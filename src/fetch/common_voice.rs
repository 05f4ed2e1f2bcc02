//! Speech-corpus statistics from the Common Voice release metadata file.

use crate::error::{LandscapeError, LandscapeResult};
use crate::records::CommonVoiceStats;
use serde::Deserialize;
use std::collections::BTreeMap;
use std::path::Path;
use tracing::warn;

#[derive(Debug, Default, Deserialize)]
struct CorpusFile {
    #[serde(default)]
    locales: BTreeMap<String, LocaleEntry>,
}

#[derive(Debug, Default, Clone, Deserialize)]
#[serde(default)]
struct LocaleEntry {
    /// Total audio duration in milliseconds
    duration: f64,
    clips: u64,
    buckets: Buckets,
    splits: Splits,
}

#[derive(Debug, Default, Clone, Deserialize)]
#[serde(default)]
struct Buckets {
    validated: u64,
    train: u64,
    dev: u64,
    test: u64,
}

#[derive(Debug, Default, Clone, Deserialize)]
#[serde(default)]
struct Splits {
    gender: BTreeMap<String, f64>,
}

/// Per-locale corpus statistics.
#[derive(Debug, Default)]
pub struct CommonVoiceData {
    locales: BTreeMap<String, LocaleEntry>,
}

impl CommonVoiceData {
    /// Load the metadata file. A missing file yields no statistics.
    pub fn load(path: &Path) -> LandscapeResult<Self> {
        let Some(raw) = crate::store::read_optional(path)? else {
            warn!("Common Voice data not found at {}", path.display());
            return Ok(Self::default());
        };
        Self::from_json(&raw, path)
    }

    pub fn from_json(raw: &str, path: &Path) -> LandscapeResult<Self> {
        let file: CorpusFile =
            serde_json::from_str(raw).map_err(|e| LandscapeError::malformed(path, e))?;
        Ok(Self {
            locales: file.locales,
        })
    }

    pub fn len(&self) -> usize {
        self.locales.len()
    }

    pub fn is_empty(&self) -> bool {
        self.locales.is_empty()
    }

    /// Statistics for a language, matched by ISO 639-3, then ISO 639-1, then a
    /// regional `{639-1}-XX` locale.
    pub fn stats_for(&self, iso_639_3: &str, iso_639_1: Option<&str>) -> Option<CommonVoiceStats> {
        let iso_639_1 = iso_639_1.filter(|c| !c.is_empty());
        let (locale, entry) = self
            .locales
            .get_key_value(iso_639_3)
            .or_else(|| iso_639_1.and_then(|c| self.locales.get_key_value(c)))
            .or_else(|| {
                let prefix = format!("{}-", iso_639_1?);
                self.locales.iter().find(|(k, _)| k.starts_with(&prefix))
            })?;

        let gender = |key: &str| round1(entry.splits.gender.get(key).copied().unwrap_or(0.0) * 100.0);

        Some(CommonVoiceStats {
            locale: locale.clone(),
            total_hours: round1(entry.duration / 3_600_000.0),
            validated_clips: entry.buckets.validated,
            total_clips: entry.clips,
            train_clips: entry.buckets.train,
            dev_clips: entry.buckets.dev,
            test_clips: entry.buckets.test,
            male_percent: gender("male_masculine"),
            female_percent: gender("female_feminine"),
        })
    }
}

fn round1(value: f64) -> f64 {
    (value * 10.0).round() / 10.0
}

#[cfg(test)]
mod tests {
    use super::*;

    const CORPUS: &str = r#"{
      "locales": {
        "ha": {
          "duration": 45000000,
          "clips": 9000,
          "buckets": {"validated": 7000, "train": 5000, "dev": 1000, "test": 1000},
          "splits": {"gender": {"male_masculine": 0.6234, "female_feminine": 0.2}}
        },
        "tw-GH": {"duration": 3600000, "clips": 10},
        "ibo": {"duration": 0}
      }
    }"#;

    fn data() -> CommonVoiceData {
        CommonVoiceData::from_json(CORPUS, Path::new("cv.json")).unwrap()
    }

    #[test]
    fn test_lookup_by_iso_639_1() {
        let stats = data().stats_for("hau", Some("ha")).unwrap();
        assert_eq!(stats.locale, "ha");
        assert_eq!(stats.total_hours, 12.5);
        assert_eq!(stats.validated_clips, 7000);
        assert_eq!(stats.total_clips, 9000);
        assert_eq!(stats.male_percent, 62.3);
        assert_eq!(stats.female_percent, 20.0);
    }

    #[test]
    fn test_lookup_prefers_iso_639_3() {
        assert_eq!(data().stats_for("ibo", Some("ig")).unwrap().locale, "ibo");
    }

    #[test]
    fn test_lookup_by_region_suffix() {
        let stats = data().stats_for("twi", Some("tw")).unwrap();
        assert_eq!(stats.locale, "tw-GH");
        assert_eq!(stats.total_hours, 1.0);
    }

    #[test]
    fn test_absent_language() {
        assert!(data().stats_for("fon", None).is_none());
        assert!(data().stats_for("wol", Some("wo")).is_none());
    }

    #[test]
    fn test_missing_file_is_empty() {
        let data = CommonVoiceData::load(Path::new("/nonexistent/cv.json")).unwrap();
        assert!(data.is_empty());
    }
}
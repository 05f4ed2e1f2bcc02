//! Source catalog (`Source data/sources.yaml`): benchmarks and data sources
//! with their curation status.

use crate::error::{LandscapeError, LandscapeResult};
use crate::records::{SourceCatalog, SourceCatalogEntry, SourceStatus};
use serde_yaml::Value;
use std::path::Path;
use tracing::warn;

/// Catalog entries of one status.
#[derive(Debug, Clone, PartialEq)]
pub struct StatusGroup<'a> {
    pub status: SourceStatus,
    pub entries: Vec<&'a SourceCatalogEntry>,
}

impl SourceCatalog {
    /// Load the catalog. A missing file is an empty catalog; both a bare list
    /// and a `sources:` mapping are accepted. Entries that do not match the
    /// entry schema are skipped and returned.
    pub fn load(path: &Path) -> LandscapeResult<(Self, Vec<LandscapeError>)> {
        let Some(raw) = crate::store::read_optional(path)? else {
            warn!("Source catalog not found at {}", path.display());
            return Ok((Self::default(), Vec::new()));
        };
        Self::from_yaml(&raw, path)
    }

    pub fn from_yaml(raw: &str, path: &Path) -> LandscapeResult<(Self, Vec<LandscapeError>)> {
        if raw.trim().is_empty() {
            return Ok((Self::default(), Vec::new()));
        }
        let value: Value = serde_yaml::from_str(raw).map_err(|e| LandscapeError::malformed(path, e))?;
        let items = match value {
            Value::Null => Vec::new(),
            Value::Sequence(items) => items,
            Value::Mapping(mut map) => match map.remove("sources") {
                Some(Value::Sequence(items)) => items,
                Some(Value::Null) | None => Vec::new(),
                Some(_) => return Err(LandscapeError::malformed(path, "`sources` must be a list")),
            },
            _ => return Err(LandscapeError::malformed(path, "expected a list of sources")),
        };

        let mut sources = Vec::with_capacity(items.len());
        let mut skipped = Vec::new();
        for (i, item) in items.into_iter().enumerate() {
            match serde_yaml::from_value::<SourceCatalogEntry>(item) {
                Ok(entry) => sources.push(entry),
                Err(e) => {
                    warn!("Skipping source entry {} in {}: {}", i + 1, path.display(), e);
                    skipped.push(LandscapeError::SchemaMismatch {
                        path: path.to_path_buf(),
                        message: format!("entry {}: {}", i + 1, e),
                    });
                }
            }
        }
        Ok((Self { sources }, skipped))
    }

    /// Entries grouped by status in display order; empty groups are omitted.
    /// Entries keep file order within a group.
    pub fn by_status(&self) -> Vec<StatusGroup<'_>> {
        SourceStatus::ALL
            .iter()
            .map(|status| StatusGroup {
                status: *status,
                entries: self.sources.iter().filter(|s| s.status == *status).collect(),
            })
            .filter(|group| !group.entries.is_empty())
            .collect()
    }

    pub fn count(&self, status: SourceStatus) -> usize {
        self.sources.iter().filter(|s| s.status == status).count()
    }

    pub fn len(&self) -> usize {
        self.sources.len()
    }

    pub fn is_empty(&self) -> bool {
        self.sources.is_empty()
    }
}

* * *

Would you return the whole listing exactly as written?

▶ Your solution:
filename src/fetch/common_voice.rs
repository 05f4ed2e1f2bcc02
//! Speech-corpus statistics from the Common Voice release metadata file.

use crate::error::{LandscapeError, LandscapeResult};
use crate::records::CommonVoiceStats;
use serde::Deserialize;
use std::collections::BTreeMap;
use std::path::Path;
use tracing::warn;

#[derive(Debug, Default, Deserialize)]
struct CorpusFile {
    #[serde(default)]
    locales: BTreeMap<String, LocaleEntry>,
}

#[derive(Debug, Default, Clone, Deserialize)]
#[serde(default)]
struct LocaleEntry {
    /// Total audio duration in milliseconds
    duration: f64,
    clips: u64,
    buckets: Buckets,
    splits: Splits,
}

#[derive(Debug, Default, Clone, Deserialize)]
#[serde(default)]
struct Buckets {
    validated: u64,
    train: u64,
    dev: u64,
    test: u64,
}

#[derive(Debug, Default, Clone, Deserialize)]
#[serde(default)]
struct Splits {
    gender: BTreeMap<String, f64>,
}

/// Per-locale corpus statistics.
#[derive(Debug, Default)]
pub struct CommonVoiceData {
    locales: BTreeMap<String, LocaleEntry>,
}

impl CommonVoiceData {
    /// Load the metadata file. A missing file yields no statistics.
    pub fn load(path: &Path) -> LandscapeResult<Self> {
        let Some(raw) = crate::store::read_optional(path)? else {
            warn!("Common Voice data not found at {}", path.display());
            return Ok(Self::default());
        };
        Self::from_json(&raw, path)
    }

    pub fn from_json(raw: &str, path: &Path) -> LandscapeResult<Self> {
        let file: CorpusFile =
            serde_json::from_str(raw).map_err(|e| LandscapeError::malformed(path, e))?;
        Ok(Self {
            locales: file.locales,
        })
    }

    pub fn len(&self) -> usize {
        self.locales.len()
    }

    pub fn is_empty(&self) -> bool {
        self.locales.is_empty()
    }

    /// Statistics for a language, matched by ISO 639-3, then ISO 639-1, then a
    /// regional `{639-1}-XX` locale.
    pub fn stats_for(&self, iso_639_3: &str, iso_639_1: Option<&str>) -> Option<CommonVoiceStats> {
        let iso_639_1 = iso_639_1.filter(|c| !c.is_empty());
        let (locale, entry) = self
            .locales
            .get_key_value(iso_639_3)
            .or_else(|| iso_639_1.and_then(|c| self.locales.get_key_value(c)))
            .or_else(|| {
                let prefix = format!("{}-", iso_639_1?);
                self.locales.iter().find(|(k, _)| k.starts_with(&prefix))
            })?;

        let gender = |key: &str| round1(entry.splits.gender.get(key).copied().unwrap_or(0.0) * 100.0);

        Some(CommonVoiceStats {
            locale: locale.clone(),
            total_hours: round1(entry.duration / 3_600_000.0),
            validated_clips: entry.buckets.validated,
            total_clips: entry.clips,
            train_clips: entry.buckets.train,
            dev_clips: entry.buckets.dev,
            test_clips: entry.buckets.test,
            male_percent: gender("male_masculine"),
            female_percent: gender("female_feminine"),
        })
    }
}

fn round1(value: f64) -> f64 {
    (value * 10.0).round() / 10.0
}

#[cfg(test)]
mod tests {
    use super::*;

    const CORPUS: &str = r#"{
      "locales": {
        "ha": {
          "duration": 45000000,
          "clips": 9000,
          "buckets": {"validated": 7000, "train": 5000, "dev": 1000, "test": 1000},
          "splits": {"gender": {"male_masculine": 0.6234, "female_feminine": 0.2}}
        },
        "tw-GH": {"duration": 3600000, "clips": 10},
        "ibo": {"duration": 0}
      }
    }"#;

    fn data() -> CommonVoiceData {
        CommonVoiceData::from_json(CORPUS, Path::new("cv.json")).unwrap()
    }

    #[test]
    fn test_lookup_by_iso_639_1() {
        let stats = data().stats_for("hau", Some("ha")).unwrap();
        assert_eq!(stats.locale, "ha");
        assert_eq!(stats.total_hours, 12.5);
        assert_eq!(stats.validated_clips, 7000);
        assert_eq!(stats.total_clips, 9000);
        assert_eq!(stats.male_percent, 62.3);
        assert_eq!(stats.female_percent, 20.0);
    }

    #[test]
    fn test_lookup_prefers_iso_639_3() {
        assert_eq!(data().stats_for("ibo", Some("ig")).unwrap().locale, "ibo");
    }

    #[test]
    fn test_lookup_by_region_suffix() {
        let stats = data().stats_for("twi", Some("tw")).unwrap();
        assert_eq!(stats.locale, "tw-GH");
        assert_eq!(stats.total_hours, 1.0);
    }

    #[test]
    fn test_absent_language() {
        assert!(data().stats_for("fon", None).is_none());
        assert!(data().stats_for("wol", Some("wo")).is_none());
    }

    #[test]
    fn test_missing_file_is_empty() {
        let data = CommonVoiceData::load(Path::new("/nonexistent/cv.json")).unwrap();
        assert!(data.is_empty());
    }
}
repository 05f4ed2e1f2bcc02
//! Source catalog (`Source data/sources.yaml`): benchmarks and data sources
//! with their curation status.

use crate::error::{LandscapeError, LandscapeResult};
use crate::records::{SourceCatalog, SourceCatalogEntry, SourceStatus};
use serde_yaml::Value;
use std::path::Path;
use tracing::warn;

/// Catalog entries of one status.
#[derive(Debug, Clone, PartialEq)]
pub struct StatusGroup<'a> {
    pub status: SourceStatus,
    pub entries: Vec<&'a SourceCatalogEntry>,
}

impl SourceCatalog {
    /// Load the catalog. A missing file is an empty catalog; both a bare list
    /// and a `sources:` mapping are accepted. Entries that do not match the
    /// entry schema are skipped and returned.
    pub fn load(path: &Path) -> LandscapeResult<(Self, Vec<LandscapeError>)> {
        let Some(raw) = crate::store::read_optional(path)? else {
            warn!("Source catalog not found at {}", path.display());
            return Ok((Self::default(), Vec::new()));
        };
        Self::from_yaml(&raw, path)
    }

    pub fn from_yaml(raw: &str, path: &Path) -> LandscapeResult<(Self, Vec<LandscapeError>)> {
        if raw.trim().is_empty() {
            return Ok((Self::default(), Vec::new()));
        }
        let value: Value = serde_yaml::from_str(raw).map_err(|e| LandscapeError::malformed(path, e))?;
        let items = match value {
            Value::Null => Vec::new(),
            Value::Sequence(items) => items,
            Value::Mapping(mut map) => match map.remove("sources") {
                Some(Value::Sequence(items)) => items,
                Some(Value::Null) | None => Vec::new(),
                Some(_) => return Err(LandscapeError::malformed(path, "`sources` must be a list")),
            },
            _ => return Err(LandscapeError::malformed(path, "expected a list of sources")),
        };

        let mut sources = Vec::with_capacity(items.len());
        let mut skipped = Vec::new();
        for (i, item) in items.into_iter().enumerate() {
            match serde_yaml::from_value::<SourceCatalogEntry>(item) {
                Ok(entry) => sources.push(entry),
                Err(e) => {
                    warn!("Skipping source entry {} in {}: {}", i + 1, path.display(), e);
                    skipped.push(LandscapeError::SchemaMismatch {
                        path: path.to_path_buf(),
                        message: format!("entry {}: {}", i + 1, e),
                    });
                }
            }
        }
        Ok((Self { sources }, skipped))
    }

    /// Entries grouped by status in display order; empty groups are omitted.
    /// Entries keep file order within a group.
    pub fn by_status(&self) -> Vec<StatusGroup<'_>> {
        SourceStatus::ALL
            .iter()
            .map(|status| StatusGroup {
                status: *status,
                entries: self.sources.iter().filter(|s| s.status == *status).collect(),
            })
            .filter(|group| !group.entries.is_empty())
            .collect()
    }

    pub fn count(&self, status: SourceStatus) -> usize {
        self.sources.iter().filter(|s| s.status == status).count()
    }

    pub fn len(&self) -> usize {
        self.sources.len()
    }

    pub fn is_empty(&self) -> bool {
        self.sources.is_empty()
    }
}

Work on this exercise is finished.